Colleen Garside is a Coordinator for the Speaking Excellence Across the Curriculum (SEAC) Program and an Associate Professor in the Communication Education Department at Weber State University.

Garside’s study is an experimental study with a pretest–posttest design (sample size of 118), conducted to answer the question whether group discussion facilitates the development of critical-thinking skills more than traditional methods of instruction such as lectures (measured by means of undergraduate students’ demonstrations). Results from the study showed no significant difference between the two instructional methods in developing critical-thinking skills. Garside attributed this to students’ lack of experience of group discussions.

Garside’s study is interesting in that it represents one of the few examples of empirical research in which the relationship between a specific, theoretically substantiated teaching method and the development of critical thinking has been studied.

 

Article # 12

Karabenick, S., & Collins-Eaglin, J. (1996).

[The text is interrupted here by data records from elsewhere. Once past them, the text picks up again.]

mod cli;
mod platform;

use clap::Parser;

fn main() -> anyhow::Result<()> {
    let args = cli::Args::parse();
    platform::run_app(args)
}
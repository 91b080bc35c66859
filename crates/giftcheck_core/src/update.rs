use crate::{AppState, Effect, Msg, SessionState};

/// Pure update function: applies a message to state and returns any effects.
pub fn update(mut state: AppState, msg: Msg) -> (AppState, Vec<Effect>) {
    let effects = match msg {
        Msg::InputChanged(text) => {
            state.set_input(text);
            Vec::new()
        }
        Msg::LinksSubmitted => {
            // One batch at a time; the input stays put until the batch is done.
            if state.session().is_in_flight() {
                return (state, Vec::new());
            }
            match state.take_submission() {
                Some((batch_id, links)) => vec![Effect::StartBatch {
                    batch_id,
                    links,
                    config: state.settings().batch_config(),
                }],
                None => Vec::new(),
            }
        }
        Msg::RestoreSession(snapshot) => {
            if state.session().is_in_flight() {
                return (state, Vec::new());
            }
            state.restore(snapshot);
            Vec::new()
        }
        Msg::ModeSelected { batch_id, mode } => {
            if state.is_active(batch_id) {
                state.set_mode(mode);
            }
            Vec::new()
        }
        Msg::BatchProgress {
            batch_id,
            completed,
            total,
        } => {
            if state.is_active(batch_id) {
                state.apply_progress(completed, total);
            }
            Vec::new()
        }
        Msg::ResultReceived { result, .. } => {
            // Results are kept even after Stop: the engine does not cancel lanes.
            if state.apply_result(result) {
                state.mark_saved();
                vec![Effect::PersistSession(state.snapshot())]
            } else {
                Vec::new()
            }
        }
        Msg::BatchFinished { batch_id, error } => {
            if !state.is_active(batch_id) {
                return (state, Vec::new());
            }
            state.finish_batch(error);
            if state.wants_save_on_finish() {
                state.mark_saved();
                vec![Effect::PersistSession(state.snapshot())]
            } else {
                Vec::new()
            }
        }
        Msg::PauseClicked => {
            if state.session() == SessionState::Running {
                state.set_session(SessionState::Paused);
            }
            Vec::new()
        }
        Msg::ResumeClicked => {
            if state.session() == SessionState::Paused {
                state.set_session(SessionState::Running);
            }
            Vec::new()
        }
        Msg::StopClicked => {
            if matches!(
                state.session(),
                SessionState::Running | SessionState::Paused
            ) {
                state.set_session(SessionState::Stopping);
            }
            Vec::new()
        }
        Msg::FilterChanged(filter) => {
            state.set_filter(filter);
            Vec::new()
        }
        Msg::SortChanged(sort) => {
            state.set_sort(sort);
            Vec::new()
        }
        Msg::PageChanged(page) => {
            state.set_page(page);
            Vec::new()
        }
        Msg::ExportRequested(selection) => {
            let links = state.export_links(selection);
            if links.is_empty() {
                Vec::new()
            } else {
                vec![Effect::ExportLinks { selection, links }]
            }
        }
        Msg::ExportResultsRequested => {
            if state.results().is_empty() {
                Vec::new()
            } else {
                vec![Effect::ExportResults(state.results().to_vec())]
            }
        }
        Msg::BackupRequested => vec![Effect::ExportBackup {
            settings: state.settings(),
            snapshot: state.snapshot(),
        }],
        Msg::RemoveResult(link) => {
            if state.session().is_in_flight() || !state.remove_result(&link) {
                return (state, Vec::new());
            }
            state.mark_saved();
            vec![Effect::PersistSession(state.snapshot())]
        }
        Msg::ClearAll => {
            if state.session().is_in_flight() {
                return (state, Vec::new());
            }
            state.clear();
            state.mark_saved();
            vec![Effect::PersistSession(state.snapshot())]
        }
        Msg::SettingsChanged(settings) => {
            state.set_settings(settings);
            Vec::new()
        }
        Msg::Tick | Msg::NoOp => Vec::new(),
    };

    (state, effects)
}
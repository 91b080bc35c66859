use std::collections::HashSet;
use std::sync::atomic::{AtomicBool, AtomicUsize, Ordering};
use std::sync::{Arc, Mutex, Once};
use std::time::Duration;

use giftcheck_core::{
    AnalysisMode, BatchConfig, Category, ClassificationResult, Link, ResultStatus,
};
use giftcheck_engine::{
    partition_lanes, BatchError, BatchScheduler, BatchSink, Classifier, HealthProbe, NullSink,
    RemoteError, RemoteErrorKind, Simulator, SimulatorSettings,
};
use pretty_assertions::assert_eq;

fn init_logging() {
    static INIT: Once = Once::new();
    INIT.call_once(engine_logging::initialize_for_tests);
}

fn links(count: usize) -> Vec<Link> {
    (0..count)
        .map(|i| Link::parse(&format!("http://163cn.tv/item{i}")).unwrap())
        .collect()
}

fn config(concurrency_limit: usize) -> BatchConfig {
    BatchConfig {
        concurrency_limit,
        chunk_size: None,
    }
}

struct FixedProbe {
    healthy: bool,
    calls: AtomicUsize,
}

impl FixedProbe {
    fn new(healthy: bool) -> Arc<Self> {
        Arc::new(Self {
            healthy,
            calls: AtomicUsize::new(0),
        })
    }
}

#[async_trait::async_trait]
impl HealthProbe for FixedProbe {
    async fn is_healthy(&self) -> bool {
        self.calls.fetch_add(1, Ordering::SeqCst);
        self.healthy
    }
}

/// Classifier that fails on chosen links and tracks how many calls overlap.
struct FakeClassifier {
    mode: AnalysisMode,
    failing: HashSet<String>,
    delay: Duration,
    in_flight: AtomicUsize,
    max_in_flight: AtomicUsize,
    calls: Mutex<Vec<String>>,
    chunk_sizes: Mutex<Vec<usize>>,
}

impl FakeClassifier {
    fn new(mode: AnalysisMode) -> Self {
        Self {
            mode,
            failing: HashSet::new(),
            delay: Duration::from_millis(5),
            in_flight: AtomicUsize::new(0),
            max_in_flight: AtomicUsize::new(0),
            calls: Mutex::new(Vec::new()),
            chunk_sizes: Mutex::new(Vec::new()),
        }
    }

    fn failing_on(mut self, link: &Link) -> Self {
        self.failing.insert(link.as_str().to_string());
        self
    }

    fn max_in_flight(&self) -> usize {
        self.max_in_flight.load(Ordering::SeqCst)
    }

    fn calls(&self) -> Vec<String> {
        self.calls.lock().unwrap().clone()
    }

    async fn enter(&self) {
        let now = self.in_flight.fetch_add(1, Ordering::SeqCst) + 1;
        self.max_in_flight.fetch_max(now, Ordering::SeqCst);
        tokio::time::sleep(self.delay).await;
        self.in_flight.fetch_sub(1, Ordering::SeqCst);
    }
}

#[async_trait::async_trait]
impl Classifier for FakeClassifier {
    fn mode(&self) -> AnalysisMode {
        self.mode
    }

    async fn classify(&self, link: &Link) -> Result<ClassificationResult, RemoteError> {
        self.calls.lock().unwrap().push(link.as_str().to_string());
        self.enter().await;
        if self.failing.contains(link.as_str()) {
            return Err(RemoteError::new(RemoteErrorKind::HttpStatus(500), "boom"));
        }
        Ok(ClassificationResult::success(link, Category::Available, 1))
    }

    /// Streams results up to the first failing link, then fails the chunk.
    async fn classify_chunk(
        &self,
        links: &[Link],
        on_result: &mut (dyn FnMut(ClassificationResult) + Send),
    ) -> Result<(), RemoteError> {
        self.chunk_sizes.lock().unwrap().push(links.len());
        self.enter().await;
        for link in links {
            if self.failing.contains(link.as_str()) {
                return Err(RemoteError::new(RemoteErrorKind::Timeout, ""));
            }
            on_result(ClassificationResult::success(link, Category::Available, 1));
        }
        Ok(())
    }
}

#[derive(Default)]
struct RecordingSink {
    modes: Mutex<Vec<AnalysisMode>>,
    progress: Mutex<Vec<(usize, usize)>>,
    results: Mutex<Vec<ClassificationResult>>,
    result_before_progress: AtomicBool,
}

impl BatchSink for RecordingSink {
    fn on_mode(&self, mode: AnalysisMode) {
        self.modes.lock().unwrap().push(mode);
    }

    fn on_progress(&self, completed: usize, total: usize) {
        self.progress.lock().unwrap().push((completed, total));
    }

    fn on_result(&self, result: &ClassificationResult) {
        let results = {
            let mut results = self.results.lock().unwrap();
            results.push(result.clone());
            results.len()
        };
        if results > self.progress.lock().unwrap().len() {
            self.result_before_progress.store(true, Ordering::SeqCst);
        }
    }
}

fn scheduler(
    probe: Arc<FixedProbe>,
    remote: Arc<FakeClassifier>,
    fallback: Arc<dyn Classifier>,
) -> BatchScheduler {
    BatchScheduler::new(probe, remote, fallback)
}

fn fast_simulator(seed: u64) -> Arc<Simulator> {
    Arc::new(Simulator::with_seed(
        seed,
        SimulatorSettings {
            min_latency: Duration::from_millis(1),
            max_latency: Duration::from_millis(15),
            seed: None,
        },
    ))
}

#[tokio::test]
async fn unhealthy_probe_simulates_single_link() {
    init_logging();
    let remote = Arc::new(FakeClassifier::new(AnalysisMode::Remote));
    let scheduler = scheduler(FixedProbe::new(false), remote.clone(), fast_simulator(1));
    let sink = RecordingSink::default();
    let input = vec![Link::parse("http://163cn.tv/abc").unwrap()];

    let results = scheduler.run(&input, &config(5), &sink).await.unwrap();

    assert_eq!(results.len(), 1);
    assert_eq!(results[0].status, ResultStatus::Success);
    assert_eq!(results[0].link, input[0]);
    assert_eq!(*sink.progress.lock().unwrap(), vec![(1, 1)]);
    assert_eq!(*sink.modes.lock().unwrap(), vec![AnalysisMode::Simulated]);
    assert!(remote.calls().is_empty());
}

#[tokio::test]
async fn remote_failure_becomes_error_result_for_that_link_only() {
    init_logging();
    let input = links(3);
    let remote = Arc::new(FakeClassifier::new(AnalysisMode::Remote).failing_on(&input[1]));
    let scheduler = scheduler(FixedProbe::new(true), remote.clone(), fast_simulator(2));
    let sink = RecordingSink::default();

    let results = scheduler.run(&input, &config(5), &sink).await.unwrap();

    let statuses: Vec<ResultStatus> = results.iter().map(|r| r.status).collect();
    assert_eq!(
        statuses,
        vec![ResultStatus::Success, ResultStatus::Error, ResultStatus::Success]
    );
    assert!(results[1].message.as_deref().unwrap().contains("boom"));

    let progress = sink.progress.lock().unwrap().clone();
    assert_eq!(progress.len(), 3);
    assert!(progress.windows(2).all(|pair| pair[0].0 < pair[1].0));
    assert_eq!(progress.last(), Some(&(3, 3)));
    assert!(!sink.result_before_progress.load(Ordering::SeqCst));
    assert_eq!(*sink.modes.lock().unwrap(), vec![AnalysisMode::Remote]);
}

#[tokio::test]
async fn ten_links_three_lanes_all_returned_in_order() {
    init_logging();
    let input = links(10);
    let lanes = partition_lanes(input.len(), 3);
    assert_eq!(lanes.len(), 3);
    assert!(lanes.iter().all(|lane| lane.len() <= 4));

    let remote = Arc::new(FakeClassifier::new(AnalysisMode::Remote));
    let scheduler = scheduler(FixedProbe::new(false), remote, fast_simulator(3));
    let results = scheduler.run(&input, &config(3), &NullSink).await.unwrap();

    let returned: Vec<&Link> = results.iter().map(|r| &r.link).collect();
    assert_eq!(returned, input.iter().collect::<Vec<_>>());
}

#[tokio::test]
async fn in_flight_calls_never_exceed_limit() {
    init_logging();
    for (count, limit) in [(10, 3), (4, 8), (7, 1)] {
        let remote = Arc::new(FakeClassifier::new(AnalysisMode::Remote));
        let scheduler = scheduler(FixedProbe::new(true), remote.clone(), fast_simulator(4));
        let results = scheduler
            .run(&links(count), &config(limit), &NullSink)
            .await
            .unwrap();

        assert_eq!(results.len(), count);
        assert!(remote.max_in_flight() <= limit.min(count));
        assert!(remote.max_in_flight() >= 1);
    }
}

#[tokio::test]
async fn limit_of_one_processes_in_input_order() {
    let input = links(5);
    let remote = Arc::new(FakeClassifier::new(AnalysisMode::Remote));
    let scheduler = scheduler(FixedProbe::new(true), remote.clone(), fast_simulator(5));

    scheduler.run(&input, &config(1), &NullSink).await.unwrap();

    let expected: Vec<String> = input.iter().map(|l| l.as_str().to_string()).collect();
    assert_eq!(remote.calls(), expected);
    assert_eq!(remote.max_in_flight(), 1);
}

#[tokio::test]
async fn limit_above_count_starts_every_link_at_once() {
    let remote = Arc::new(FakeClassifier::new(AnalysisMode::Remote));
    let scheduler = scheduler(FixedProbe::new(true), remote.clone(), fast_simulator(6));

    scheduler.run(&links(4), &config(10), &NullSink).await.unwrap();

    assert_eq!(remote.max_in_flight(), 4);
}

#[tokio::test]
async fn zero_concurrency_is_rejected_before_probing() {
    let probe = FixedProbe::new(true);
    let remote = Arc::new(FakeClassifier::new(AnalysisMode::Remote));
    let scheduler = scheduler(probe.clone(), remote.clone(), fast_simulator(7));

    let err = scheduler
        .run(&links(3), &config(0), &NullSink)
        .await
        .unwrap_err();

    assert!(matches!(err, BatchError::InvalidConfig(_)));
    assert_eq!(probe.calls.load(Ordering::SeqCst), 0);
    assert!(remote.calls().is_empty());
}

#[tokio::test]
async fn empty_batch_skips_probe_and_sink() {
    let probe = FixedProbe::new(true);
    let remote = Arc::new(FakeClassifier::new(AnalysisMode::Remote));
    let scheduler = scheduler(probe.clone(), remote, fast_simulator(8));
    let sink = RecordingSink::default();

    let results = scheduler.run(&[], &config(4), &sink).await.unwrap();

    assert!(results.is_empty());
    assert_eq!(probe.calls.load(Ordering::SeqCst), 0);
    assert!(sink.modes.lock().unwrap().is_empty());
    assert!(sink.progress.lock().unwrap().is_empty());
}

#[tokio::test]
async fn probe_runs_once_per_batch() {
    let probe = FixedProbe::new(true);
    let remote = Arc::new(FakeClassifier::new(AnalysisMode::Remote));
    let scheduler = scheduler(probe.clone(), remote, fast_simulator(9));

    scheduler.run(&links(6), &config(3), &NullSink).await.unwrap();
    assert_eq!(probe.calls.load(Ordering::SeqCst), 1);

    scheduler.run(&links(2), &config(3), &NullSink).await.unwrap();
    assert_eq!(probe.calls.load(Ordering::SeqCst), 2);
}

#[tokio::test]
async fn failed_chunk_aborts_rest_of_its_lane_only() {
    init_logging();
    // Two lanes of six; chunks of two. Lane 0 fails on its second chunk.
    let input = links(12);
    let remote = Arc::new(FakeClassifier::new(AnalysisMode::Remote).failing_on(&input[2]));
    let scheduler = scheduler(FixedProbe::new(true), remote.clone(), fast_simulator(10));
    let sink = RecordingSink::default();
    let chunked = BatchConfig {
        concurrency_limit: 2,
        chunk_size: Some(2),
    };

    let results = scheduler.run(&input, &chunked, &sink).await.unwrap();

    assert_eq!(results.len(), 12);
    for (index, result) in results.iter().enumerate() {
        assert_eq!(result.link, input[index]);
        if (2..6).contains(&index) {
            assert_eq!(result.status, ResultStatus::Error, "link {index}");
            assert!(result
                .message
                .as_deref()
                .unwrap()
                .starts_with("batch aborted"));
        } else {
            assert_eq!(result.status, ResultStatus::Success, "link {index}");
        }
    }
    assert_eq!(sink.progress.lock().unwrap().len(), 12);
    // Lane 0 stopped after its failing chunk; lane 1 sent all three.
    assert_eq!(remote.chunk_sizes.lock().unwrap().len(), 5);
}

#[tokio::test]
async fn results_delivered_before_chunk_failure_are_kept() {
    init_logging();
    let input = links(6);
    let remote = Arc::new(FakeClassifier::new(AnalysisMode::Remote).failing_on(&input[3]));
    let scheduler = scheduler(FixedProbe::new(true), remote.clone(), fast_simulator(13));
    let sink = RecordingSink::default();
    let chunked = BatchConfig {
        concurrency_limit: 1,
        chunk_size: Some(4),
    };

    let results = scheduler.run(&input, &chunked, &sink).await.unwrap();

    let statuses: Vec<ResultStatus> = results.iter().map(|result| result.status).collect();
    assert_eq!(
        statuses,
        vec![
            ResultStatus::Success,
            ResultStatus::Success,
            ResultStatus::Success,
            ResultStatus::Error,
            ResultStatus::Error,
            ResultStatus::Error,
        ]
    );
    assert_eq!(*remote.chunk_sizes.lock().unwrap(), vec![4]);
    assert_eq!(sink.progress.lock().unwrap().last(), Some(&(6, 6)));
}

#[tokio::test]
async fn simulated_mode_ignores_chunk_size() {
    let remote = Arc::new(FakeClassifier::new(AnalysisMode::Remote));
    let scheduler = scheduler(FixedProbe::new(false), remote.clone(), fast_simulator(11));
    let chunked = BatchConfig {
        concurrency_limit: 2,
        chunk_size: Some(3),
    };

    let results = scheduler.run(&links(4), &chunked, &NullSink).await.unwrap();

    assert_eq!(results.len(), 4);
    assert!(results.iter().all(ClassificationResult::is_success));
    assert!(remote.chunk_sizes.lock().unwrap().is_empty());
}

#[tokio::test]
async fn single_link_reports_mode_and_error() {
    let input = links(1);
    let remote = Arc::new(FakeClassifier::new(AnalysisMode::Remote).failing_on(&input[0]));
    let scheduler = scheduler(FixedProbe::new(true), remote, fast_simulator(12));

    let (mode, result) = scheduler.classify_single(&input[0]).await;

    assert_eq!(mode, AnalysisMode::Remote);
    assert_eq!(result.status, ResultStatus::Error);
    assert_eq!(result.link, input[0]);
}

Relation of perceived instructional goals and incentives to college students’ use of learning strategies. The Journal of Experimental Education, 65, 331–341.

Stuart Alan Karabenick is professor emeritus of psychology at Eastern Michigan University. He is currently an associate editor of Learning and Instruction, and was previously coordinator of the Motivation and Emotion SIG of the European Association for Learning and Instruction from which he received a lifetime achievement award. Jan Collins-Eaglin is an Associate Dean of Students and Support Services at Pomona College.

The authors found in a survey study (54 college classes, sample size of 1,037) that college students in classes with greater emphasis on collaboration and less emphasis on grades were more likely to use higher-order learning strategies and critical thinking. For measurement, instruction questionnaires were used in which students could indicate the importance of several learning goals and teaching strategies used. For measuring learning and thinking strategies the ‘Motivated Strategies for Learning Questionnaire’ was used.

The study represents empirical research in the field and helps explain some strategies that have been shown to be effective for fostering critical thinking among students.

 

Article # 13

Tynja¨la¨, P. (1998). Traditional studying for examination versus constructivist learning tasks: do learning outcomes differ? Studies in Higher Education, 21, 173–189.

The author is Professor and Head of research area (Learning, teaching and learning environments) at the University of Jyväskylä in Finland.

The study suggets, on the basis of an experimental study in higher education (sample size of 39), that a constructivist learning environment (i.e., a learning environment not focused on rehearsal but on deep understanding, conceptual change and developing metacognitive and critical-thinking skills) in an 11-week educational psychology course enhances critical thinking more easily than a learning environment with a final examination (measured by means of self-reports). Per the study, students in the experimental group developed more constructivist conceptions of learning.

The study is interesting in that it is empirical and tests for strategies to boost critical thinking in a particular field of study – Psychology.